Court of Appeals of Maryland
Dec 23, 1981
438 A.2d 278 (Md. 1981)

Opinion

[No. 59, September Term, 1981.]

Decided December 23, 1981.

CORPORATIONS — Nonstock Corporation — Voluntary Dissolution — Approval By Voting Members Required Under § 3-403 Of The Corporations And Associations Article In Addition To Action By The Board Of Directors — Approval By The Affirmative Vote Of Two Thirds Of All Members Entitled To Vote On The Matter Required. pp. 171-172

Appeal from the Circuit Court for Anne Arundel County (WILLIAMS, J.), pursuant to certiorari to the Court of Special Appeals.

Bill of complaint by Richard H. Carter to enjoin the Glen Burnie Volunteer Fire Company, Inc. and Charles F. Micciche as a director of the Company and on behalf of the other directors from proceeding with the dissolution and sale of the Company's real or personal property. An interlocutory injunction was denied and an appeal was filed to the Court of Special Appeals. Certiorari was granted prior to consideration of the case by that court.

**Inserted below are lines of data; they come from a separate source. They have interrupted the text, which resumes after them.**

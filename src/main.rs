//! FlickTUI binary: CLI dispatch and the interactive event loop
//!
//! # Usage
//!
//! ```bash
//! # Launch interactive TUI
//! flicktui
//!
//! # CLI mode (for automation)
//! flicktui page --window week --json
//! flicktui search "dune"
//! flicktui info 550 --json
//! ```

use std::io::{stdout, Stdout};
use std::time::Duration;

use anyhow::Result;
use clap::Parser;
use crossterm::{
    event::{self, Event, KeyEventKind},
    execute,
    terminal::{disable_raw_mode, enable_raw_mode, EnterAlternateScreen, LeaveAlternateScreen},
};
use ratatui::{backend::CrosstermBackend, Terminal};
use tokio::sync::mpsc;

use flicktui::app::{Action, App, DataEvent};
use flicktui::cli::{Cli, Command, ExitCode, Output};
use flicktui::commands;
use flicktui::config::Config;
use flicktui::{ui, CatalogClient};

/// Terminal type alias for convenience
type Tui = Terminal<CrosstermBackend<Stdout>>;

#[tokio::main]
async fn main() -> Result<()> {
    let cli = Cli::parse();
    let config = match cli.config.as_deref() {
        Some(path) => Config::load_from(path),
        None => Config::load(),
    };

    if cli.is_cli_mode() {
        let exit_code = run_cli(cli, &config).await;
        std::process::exit(exit_code.into());
    } else {
        run_tui(&config).await
    }
}

/// Run CLI command and return exit code
async fn run_cli(cli: Cli, config: &Config) -> ExitCode {
    let output = Output::new(&cli);

    match cli.command {
        Some(Command::Page(cmd)) => commands::page_cmd(cmd, &output, config).await,
        Some(Command::Search(cmd)) => commands::search_cmd(cmd, &output, config).await,
        Some(Command::Info(cmd)) => commands::info_cmd(cmd, &output, config).await,
        Some(Command::Resolve(cmd)) => commands::resolve_cmd(cmd, &output),
        None => ExitCode::Success,
    }
}

// =============================================================================
// TUI Mode
// =============================================================================

/// Initialize the terminal for TUI mode
fn init_terminal() -> Result<Tui> {
    enable_raw_mode()?;
    let mut stdout = stdout();
    execute!(stdout, EnterAlternateScreen)?;
    let backend = CrosstermBackend::new(stdout);
    let terminal = Terminal::new(backend)?;
    Ok(terminal)
}

/// Restore terminal to normal state
fn restore_terminal(terminal: &mut Tui) -> Result<()> {
    disable_raw_mode()?;
    execute!(terminal.backend_mut(), LeaveAlternateScreen)?;
    terminal.show_cursor()?;
    Ok(())
}

/// Run interactive TUI
async fn run_tui(config: &Config) -> Result<()> {
    let client = CatalogClient::new(config.api_base_url(), config.api_key());

    let mut terminal = init_terminal()?;
    let mut app = App::new(config);

    let result = run_event_loop(&mut terminal, &mut app, client, config).await;

    // Always restore terminal, even on error
    restore_terminal(&mut terminal)?;

    // Remember the trending window for the next launch, best effort
    if config.time_window != Some(app.home.window) {
        let mut updated = config.clone();
        updated.time_window = Some(app.home.window);
        let _ = updated.save();
    }

    result
}

/// Main event loop: draw, handle input, dispatch async work, absorb results
async fn run_event_loop(
    terminal: &mut Tui,
    app: &mut App,
    client: CatalogClient,
    config: &Config,
) -> Result<()> {
    const TICK_RATE: Duration = Duration::from_millis(100);

    let (tx, mut rx) = mpsc::unbounded_channel::<DataEvent>();

    // Initial page load
    dispatch(Action::LoadPage(app.home.window), &client, &tx, config);

    while app.running {
        terminal.draw(|frame| ui::draw(frame, app))?;

        if event::poll(TICK_RATE)? {
            if let Event::Key(key) = event::read()? {
                // Only handle key press events (ignore releases on Windows)
                if key.kind == KeyEventKind::Press {
                    if let Some(action) = app.handle_key(key) {
                        dispatch(action, &client, &tx, config);
                    }
                }
            }
        }

        while let Ok(data) = rx.try_recv() {
            app.apply_event(data);
        }
    }

    Ok(())
}

/// Spawn the async work an [`Action`] asks for
fn dispatch(
    action: Action,
    client: &CatalogClient,
    tx: &mpsc::UnboundedSender<DataEvent>,
    config: &Config,
) {
    match action {
        Action::LoadPage(window) => {
            let client = client.clone();
            let tx = tx.clone();
            tokio::spawn(async move {
                let result = client.page(window).await.map_err(|e| e.to_string());
                let _ = tx.send(DataEvent::Page(result));
            });
        }
        Action::LoadWatch(id) => {
            let client = client.clone();
            let tx = tx.clone();
            tokio::spawn(async move {
                let result = client.movie(&id).await.map_err(|e| e.to_string());
                let _ = tx.send(DataEvent::Movie(result));
            });
        }
        Action::Search(query) => {
            let client = client.clone();
            let tx = tx.clone();
            tokio::spawn(async move {
                let result = client.search(&query).await.map_err(|e| e.to_string());
                let _ = tx.send(DataEvent::SearchResults(result));
            });
        }
        Action::OpenUrl(url) => open_in_browser(&url, config),
    }
}

/// Hand a URL to the configured browser, falling back to the platform opener
fn open_in_browser(url: &str, config: &Config) {
    let command = config
        .browser_command()
        .unwrap_or_else(|| default_opener().to_string());
    let mut parts = command.split_whitespace();
    let Some(program) = parts.next() else {
        return;
    };
    let _ = std::process::Command::new(program)
        .args(parts)
        .arg(url)
        .stdout(std::process::Stdio::null())
        .stderr(std::process::Stdio::null())
        .spawn();
}

fn default_opener() -> &'static str {
    if cfg!(target_os = "macos") {
        "open"
    } else {
        "xdg-open"
    }
}
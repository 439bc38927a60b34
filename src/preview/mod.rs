//! Hover preview and detail modal machinery

pub mod card;
pub mod position;
pub mod similar;
pub mod trailer;

pub use card::{reduce, CardPhase, PreviewCard};
pub use position::{card_position, AnchorRect, CardPosition, Viewport, ANCHOR_WIDTH, CARD_WIDTH};
pub use similar::{similar_titles, SIMILAR_LIMIT};
pub use trailer::{embed_url, youtube_video_id};
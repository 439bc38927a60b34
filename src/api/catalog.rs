//! Catalog API client
//!
//! Talks to the site's backend: the composed home page, per-title detail
//! with embed servers, and search.

use anyhow::Result;
use reqwest::StatusCode;
use serde::Deserialize;
use std::collections::HashMap;
use std::time::Duration;
use thiserror::Error;

use crate::models::{
    CatalogPage, Language, MediaKind, MovieExpanded, MovieSummary, SearchHit, Section,
    SectionKind, ServerLink, TimeWindow,
};

/// Catalog API error types
#[derive(Error, Debug)]
pub enum CatalogError {
    #[error("Resource not found (404)")]
    NotFound,

    #[error("Rate limited (429), retries exhausted")]
    RateLimited,

    #[error("Server error: {0}")]
    ServerError(u16),

    #[error("Invalid response: {0}")]
    InvalidResponse(String),

    #[error("Request failed: {0}")]
    RequestFailed(#[from] reqwest::Error),
}

/// Catalog API client
#[derive(Clone)]
pub struct CatalogClient {
    api_key: String,
    base_url: String,
    client: reqwest::Client,
    max_retries: u32,
}

impl CatalogClient {
    /// Create a client for the given backend base URL
    pub fn new(base_url: impl Into<String>, api_key: impl Into<String>) -> Self {
        Self {
            api_key: api_key.into(),
            base_url: base_url.into(),
            client: reqwest::Client::builder()
                .timeout(Duration::from_secs(30))
                .build()
                .unwrap_or_default(),
            max_retries: 3,
        }
    }

    /// Make an authenticated GET request with retry logic for rate limits
    async fn get<T: for<'de> Deserialize<'de>>(&self, endpoint: &str) -> Result<T> {
        let url = format!("{}{}", self.base_url, endpoint);
        let mut retries = 0;

        loop {
            let response = self
                .client
                .get(&url)
                .header("Authorization", format!("Bearer {}", self.api_key))
                .header("Accept", "application/json")
                .send()
                .await?;

            match response.status() {
                StatusCode::OK => {
                    let body = response.text().await?;
                    let parsed: T = serde_json::from_str(&body).map_err(|e| {
                        CatalogError::InvalidResponse(format!("JSON parse error: {}", e))
                    })?;
                    return Ok(parsed);
                }
                StatusCode::NOT_FOUND => {
                    return Err(CatalogError::NotFound.into());
                }
                StatusCode::TOO_MANY_REQUESTS => {
                    retries += 1;
                    if retries >= self.max_retries {
                        return Err(CatalogError::RateLimited.into());
                    }

                    // Honor Retry-After, else exponential backoff
                    let wait_secs = response
                        .headers()
                        .get("Retry-After")
                        .and_then(|v| v.to_str().ok())
                        .and_then(|s| s.parse::<u64>().ok())
                        .unwrap_or(2u64.pow(retries));

                    tokio::time::sleep(Duration::from_secs(wait_secs)).await;
                    continue;
                }
                status => {
                    return Err(CatalogError::ServerError(status.as_u16()).into());
                }
            }
        }
    }

    /// Fetch the composed home page for a trending time window
    pub async fn page(&self, window: TimeWindow) -> Result<CatalogPage> {
        let endpoint = format!(
            "/api/v1/page?type=inicio&time_window={}",
            window.as_param()
        );
        let response: PageResponse = self.get(&endpoint).await?;
        Ok(response.into_page(window))
    }

    /// Fetch one title's expanded record with its embed servers
    pub async fn movie(&self, id: &str) -> Result<MovieExpanded> {
        let endpoint = format!("/api/v1/get-movie?id={}", urlencoding::encode(id));
        let response: GetMovieResponse = self.get(&endpoint).await?;
        response.into_expanded(id)
    }

    /// Search the catalog by free-text query
    pub async fn search(&self, query: &str) -> Result<Vec<SearchHit>> {
        let endpoint = format!("/api/v1/search?query={}", urlencoding::encode(query));
        let response: SearchResponse = self.get(&endpoint).await?;
        Ok(response.into_hits())
    }
}

// =============================================================================
// Response Structures (internal deserialization)
// =============================================================================

#[derive(Debug, Deserialize)]
struct PageResponse {
    sections: HashMap<String, SectionRaw>,
}

impl PageResponse {
    /// Assemble sections in display order; buckets the backend omitted are
    /// skipped rather than rendered empty
    fn into_page(mut self, window: TimeWindow) -> CatalogPage {
        let trending_key = format!("trending_{}_movies", window.as_param());
        let order = [
            (trending_key.as_str(), SectionKind::Trending(window)),
            ("now_playing_movies", SectionKind::NowPlaying),
            ("top_rated_movies", SectionKind::TopRated),
            ("upcoming_movies", SectionKind::Upcoming),
        ];

        let sections = order
            .into_iter()
            .filter_map(|(key, kind)| {
                let raw = self.sections.remove(key)?;
                let titles: Vec<MovieSummary> =
                    raw.results.into_iter().map(|m| m.into_summary()).collect();
                if titles.is_empty() {
                    None
                } else {
                    Some(Section { kind, titles })
                }
            })
            .collect();

        CatalogPage { sections }
    }
}

#[derive(Debug, Deserialize)]
struct SectionRaw {
    #[serde(default)]
    results: Vec<MovieRaw>,
}

#[derive(Debug, Deserialize)]
struct MovieRaw {
    id: u64,
    title: Option<String>,
    poster: Option<String>,
    release_date: Option<String>,
    #[serde(default)]
    genres: Vec<String>,
    vote_average: Option<f32>,
    overview: Option<String>,
    trailer: Option<String>,
}

impl MovieRaw {
    fn into_summary(self) -> MovieSummary {
        let year = self
            .release_date
            .as_deref()
            .and_then(extract_year)
            .unwrap_or(0);

        MovieSummary {
            id: self.id.to_string(),
            title: self.title.unwrap_or_default(),
            poster_url: self.poster,
            year,
            genres: self.genres,
            rating: self.vote_average,
            overview: self.overview,
            trailer_url: self.trailer,
        }
    }
}

#[derive(Debug, Deserialize)]
struct GetMovieResponse {
    success: bool,
    data: Option<MovieDataRaw>,
}

impl GetMovieResponse {
    fn into_expanded(self, id: &str) -> Result<MovieExpanded> {
        if !self.success {
            return Err(CatalogError::NotFound.into());
        }
        let data = self
            .data
            .ok_or_else(|| CatalogError::InvalidResponse("missing data field".to_string()))?;

        let year = data
            .release_date
            .as_deref()
            .and_then(extract_year)
            .unwrap_or(0);

        let servers = data
            .servers
            .into_iter()
            .filter(|s| !s.url.is_empty())
            .map(|s| ServerLink {
                name: s.name,
                url: s.url,
                language: Language::from_tag(&s.language),
            })
            .collect();

        let similar = data
            .similar_movies
            .into_iter()
            .map(|m| m.into_summary())
            .collect();

        Ok(MovieExpanded {
            id: id.to_string(),
            title: data.title.unwrap_or_default(),
            year,
            age_rating: data.age_rating,
            genres: data.genres,
            overview: data.overview.unwrap_or_default(),
            poster_url: data.poster,
            servers,
            similar,
        })
    }
}

#[derive(Debug, Deserialize)]
struct MovieDataRaw {
    title: Option<String>,
    release_date: Option<String>,
    age_rating: Option<String>,
    #[serde(default)]
    genres: Vec<String>,
    overview: Option<String>,
    poster: Option<String>,
    #[serde(default)]
    servers: Vec<ServerRaw>,
    #[serde(default)]
    similar_movies: Vec<MovieRaw>,
}

#[derive(Debug, Deserialize)]
struct ServerRaw {
    name: String,
    url: String,
    #[serde(default)]
    language: String,
}

#[derive(Debug, Deserialize)]
struct SearchResponse {
    #[serde(default)]
    results: Vec<SearchHitRaw>,
}

impl SearchResponse {
    fn into_hits(self) -> Vec<SearchHit> {
        self.results.into_iter().map(|r| r.into_hit()).collect()
    }
}

#[derive(Debug, Deserialize)]
struct SearchHitRaw {
    id: u64,
    title: Option<String>,
    // The backend tags series with "serie"; anything else is a movie
    #[serde(rename = "type")]
    kind: Option<String>,
    release_date: Option<String>,
    vote_average: Option<f32>,
    poster: Option<String>,
    overview: Option<String>,
}

impl SearchHitRaw {
    fn into_hit(self) -> SearchHit {
        let kind = match self.kind.as_deref() {
            Some("serie") => MediaKind::Tv,
            _ => MediaKind::Movie,
        };

        SearchHit {
            id: self.id.to_string(),
            title: self.title.unwrap_or_default(),
            kind,
            year: self.release_date.as_deref().and_then(extract_year),
            rating: self.vote_average,
            poster_url: self.poster,
            overview: self.overview,
        }
    }
}

/// Extract year from a date string like "2024-06-11"
fn extract_year(date: &str) -> Option<u16> {
    if date.len() >= 4 {
        date[..4].parse().ok()
    } else {
        None
    }
}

Judgment of the Circuit Court for Anne Arundel County reversed and case remanded for further proceedings. Costs to be paid by appellees.

The cause was argued before MURPHY, C.J., and SMITH, DIGGES, ELDRIDGE, COLE, DAVIDSON and RODOWSKY, JJ.

Alan Hilliard Legum, with whom were Legum, Cochran, Chartrand Wyatt, P.A. on the brief, for appellant.

Roger N. Powell for appellees.


The single issue presented in this appeal is whether the voluntary dissolution of a Maryland nonstock corporation which has voting members may be effected based upon the action of the board of directors, or whether the dissolution additionally requires the approval of the corporation's membership. Here we shall hold that approval by the affirmative vote of two thirds of all of the members entitled to vote on the matter is required.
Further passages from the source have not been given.